WHAT NEEDS TO BE DONE> Take the records below and print them verbatim up to and including the line that carries "Substituted values are".

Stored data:
-- Opening Marker --
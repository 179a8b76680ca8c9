//! YAML loader with custom tag support
//!
//! Supported tags:
//! - `!env_var VAR` - Environment variable substitution
//! - `!env_var VAR fallback` - Same, with a fallback when `VAR` is unset
//!
//! Substituted values are re-parsed as YAML scalars, so `!env_var TRACES`
//! with `TRACES=10` yields the integer `10`.

use crate::error::{ConfigError, ConfigResult};
use serde_yaml::Value;
use std::fs;
use std::path::Path;
use tracing::{debug, trace};

/// Load and process a YAML file
pub fn load_yaml(path: impl AsRef<Path>) -> ConfigResult<Value> {
    let path = path.as_ref();
    debug!("Loading YAML file: {:?}", path);

    let content = fs::read_to_string(path).map_err(|e| ConfigError::ReadFile {
        path: path.to_path_buf(),
        source: e,
    })?;

    load_yaml_string(&content, path)
}

/// Load and process YAML from a string
///
/// `source_path` only labels parse errors.
pub fn load_yaml_string(content: &str, source_path: impl AsRef<Path>) -> ConfigResult<Value> {
    let value: Value = serde_yaml::from_str(content).map_err(|e| ConfigError::ParseYaml {
        path: source_path.as_ref().to_path_buf(),
        source: e,
    })?;

    process_value(value)
}

/// Process a YAML value, handling custom tags
fn process_value(value: Value) -> ConfigResult<Value> {
    match value {
        Value::Tagged(tagged) => process_tagged(*tagged),
        Value::Mapping(map) => {
            let mut result = serde_yaml::Mapping::new();
            for (k, v) in map {
                result.insert(process_value(k)?, process_value(v)?);
            }
            Ok(Value::Mapping(result))
        }
        Value::Sequence(seq) => {
            let result: ConfigResult<Vec<Value>> = seq.into_iter().map(process_value).collect();
            Ok(Value::Sequence(result?))
        }
        _ => Ok(value),
    }
}

fn process_tagged(tagged: serde_yaml::value::TaggedValue) -> ConfigResult<Value> {
    let tag = tagged.tag.to_string();
    trace!("Processing tag '{}' with value {:?}", tag, tagged.value);

    match tag.as_str() {
        "!env_var" => process_env_var(tagged.value),
        _ => {
            // Unknown tag, keep it as-is but process the inner value
            let processed = process_value(tagged.value)?;
            Ok(Value::Tagged(Box::new(serde_yaml::value::TaggedValue {
                tag: tagged.tag,
                value: processed,
            })))
        }
    }
}

/// Process !env_var tag
fn process_env_var(value: Value) -> ConfigResult<Value> {
    let spec = match value {
        Value::String(s) => s,
        _ => {
            return Err(ConfigError::InvalidValue {
                key: "!env_var".to_string(),
                reason: "environment variable name must be a string".to_string(),
            })
        }
    };

    let (var_name, fallback) = match spec.trim().split_once(char::is_whitespace) {
        Some((name, fallback)) => (name.to_string(), Some(fallback.trim().to_string())),
        None => (spec.trim().to_string(), None),
    };

    let raw = match (std::env::var(&var_name), fallback) {
        (Ok(value), _) => value,
        (Err(_), Some(fallback)) => fallback,
        (Err(_), None) => return Err(ConfigError::EnvVarNotFound { var: var_name }),
    };

    debug!("Substituted env var: {}", var_name);
    Ok(serde_yaml::from_str(&raw).unwrap_or(Value::String(raw)))
}
//! Signal definitions
//!
//! A definition is an ordered list of [`Chain`] items. Items of the top-level
//! list run one after another; the members of a nested [`Chain::Parallel`]
//! run concurrently. An output map ([`Chain::Paths`]) directly after an action
//! says which list runs next for each output the action can take.

use crate::action::{Action, ActionCatalog};
use indexmap::IndexMap;
use serde_json::Value;

/// One item of a signal definition
#[derive(Debug, Clone)]
pub enum Chain {
    /// A step
    Action(Action),

    /// Members that run concurrently with each other
    Parallel(Vec<Chain>),

    /// Output name to the list that runs when the preceding action takes it
    Paths(IndexMap<String, Vec<Chain>>),

    /// A reference to an action name that could not be resolved
    Unresolved(String),

    /// Any other data
    Invalid(Value),
}

impl Chain {
    /// Group members to run concurrently
    pub fn parallel(members: impl IntoIterator<Item = Chain>) -> Self {
        Chain::Parallel(members.into_iter().collect())
    }

    /// Build an output map
    pub fn paths<I, K>(paths: I) -> Self
    where
        I: IntoIterator<Item = (K, Vec<Chain>)>,
        K: Into<String>,
    {
        Chain::Paths(paths.into_iter().map(|(k, v)| (k.into(), v)).collect())
    }

    /// Build one item from JSON, resolving action names in `catalog`
    ///
    /// Strings name actions, arrays are concurrent groups and objects whose
    /// values are all arrays are output maps. Everything else is kept as
    /// [`Chain::Invalid`] so validation can report where it is.
    pub fn from_json(value: &Value, catalog: &ActionCatalog) -> Self {
        match value {
            Value::String(name) => match catalog.get(name) {
                Some(action) => Chain::Action(action.clone()),
                None => Chain::Unresolved(name.clone()),
            },
            Value::Array(items) => {
                Chain::Parallel(items.iter().map(|v| Chain::from_json(v, catalog)).collect())
            }
            Value::Object(map) if map.values().all(Value::is_array) => Chain::Paths(
                map.iter()
                    .map(|(key, list)| (key.clone(), chain_from_json(list, catalog)))
                    .collect(),
            ),
            other => Chain::Invalid(other.clone()),
        }
    }

    pub(crate) fn describe(&self) -> String {
        match self {
            Chain::Action(action) => format!("action '{}'", action.name()),
            Chain::Parallel(_) => "sequence".to_string(),
            Chain::Paths(_) => "output map".to_string(),
            Chain::Unresolved(name) => format!("unresolved '{}'", name),
            Chain::Invalid(value) => describe_value(value).to_string(),
        }
    }
}

impl From<Action> for Chain {
    fn from(action: Action) -> Self {
        Chain::Action(action)
    }
}

impl From<&Action> for Chain {
    fn from(action: &Action) -> Self {
        Chain::Action(action.clone())
    }
}

/// Build a top-level definition from a JSON array
///
/// A non-array value becomes a one-item definition.
pub fn chain_from_json(value: &Value, catalog: &ActionCatalog) -> Vec<Chain> {
    match value {
        Value::Array(items) => items.iter().map(|v| Chain::from_json(v, catalog)).collect(),
        other => vec![Chain::from_json(other, catalog)],
    }
}

pub(crate) fn describe_value(value: &Value) -> &'static str {
    match value {
        Value::Null => "null",
        Value::Bool(_) => "a boolean",
        Value::Number(_) => "a number",
        Value::String(_) => "a string",
        Value::Array(_) => "an array",
        Value::Object(_) => "an object",
    }
}

#[cfg(test)]
mod tests {
    use super::*;
    use crate::action::Outcome;
    use serde_json::json;

    fn catalog() -> ActionCatalog {
        [
            Action::sync("load", |_, _| Ok(Outcome::next())),
            Action::sync("save", |_, _| Ok(Outcome::next())),
        ]
        .into_iter()
        .collect()
    }

    #[test]
    fn test_from_json() {
        let catalog = catalog();
        let chain = chain_from_json(
            &json!(["load", {"success": ["save"], "error": []}, ["load"], "lod", 4]),
            &catalog,
        );

        assert_eq!(chain.len(), 5);
        assert!(matches!(&chain[0], Chain::Action(a) if a.name() == "load"));
        match &chain[1] {
            Chain::Paths(paths) => {
                assert_eq!(paths.len(), 2);
                assert!(matches!(&paths["success"][0], Chain::Action(a) if a.name() == "save"));
                assert!(paths["error"].is_empty());
            }
            other => panic!("Expected output map, got {:?}", other),
        }
        assert!(matches!(&chain[2], Chain::Parallel(m) if m.len() == 1));
        assert!(matches!(&chain[3], Chain::Unresolved(n) if n == "lod"));
        assert!(matches!(&chain[4], Chain::Invalid(v) if *v == json!(4)));
    }

    #[test]
    fn test_object_with_non_list_value_is_invalid() {
        let chain = Chain::from_json(&json!({"success": "save"}), &catalog());
        assert!(matches!(chain, Chain::Invalid(_)));
    }

    #[test]
    fn test_same_name_resolves_to_same_action() {
        let chain = chain_from_json(&json!(["load", "load"]), &catalog());
        match (&chain[0], &chain[1]) {
            (Chain::Action(a), Chain::Action(b)) => assert!(a.same_as(b)),
            _ => panic!("Expected two actions"),
        }
    }
}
-- Closing Marker --
REPLY TO THE TASK>
repository 179a8b76680ca8c9
//! YAML loader with custom tag support
//!
//! Supported tags:
//! - `!env_var VAR` - Environment variable substitution
//! - `!env_var VAR fallback` - Same, with a fallback when `VAR` is unset
//!
//! Substituted values are re-parsed as YAML scalars, so `!env_var TRACES`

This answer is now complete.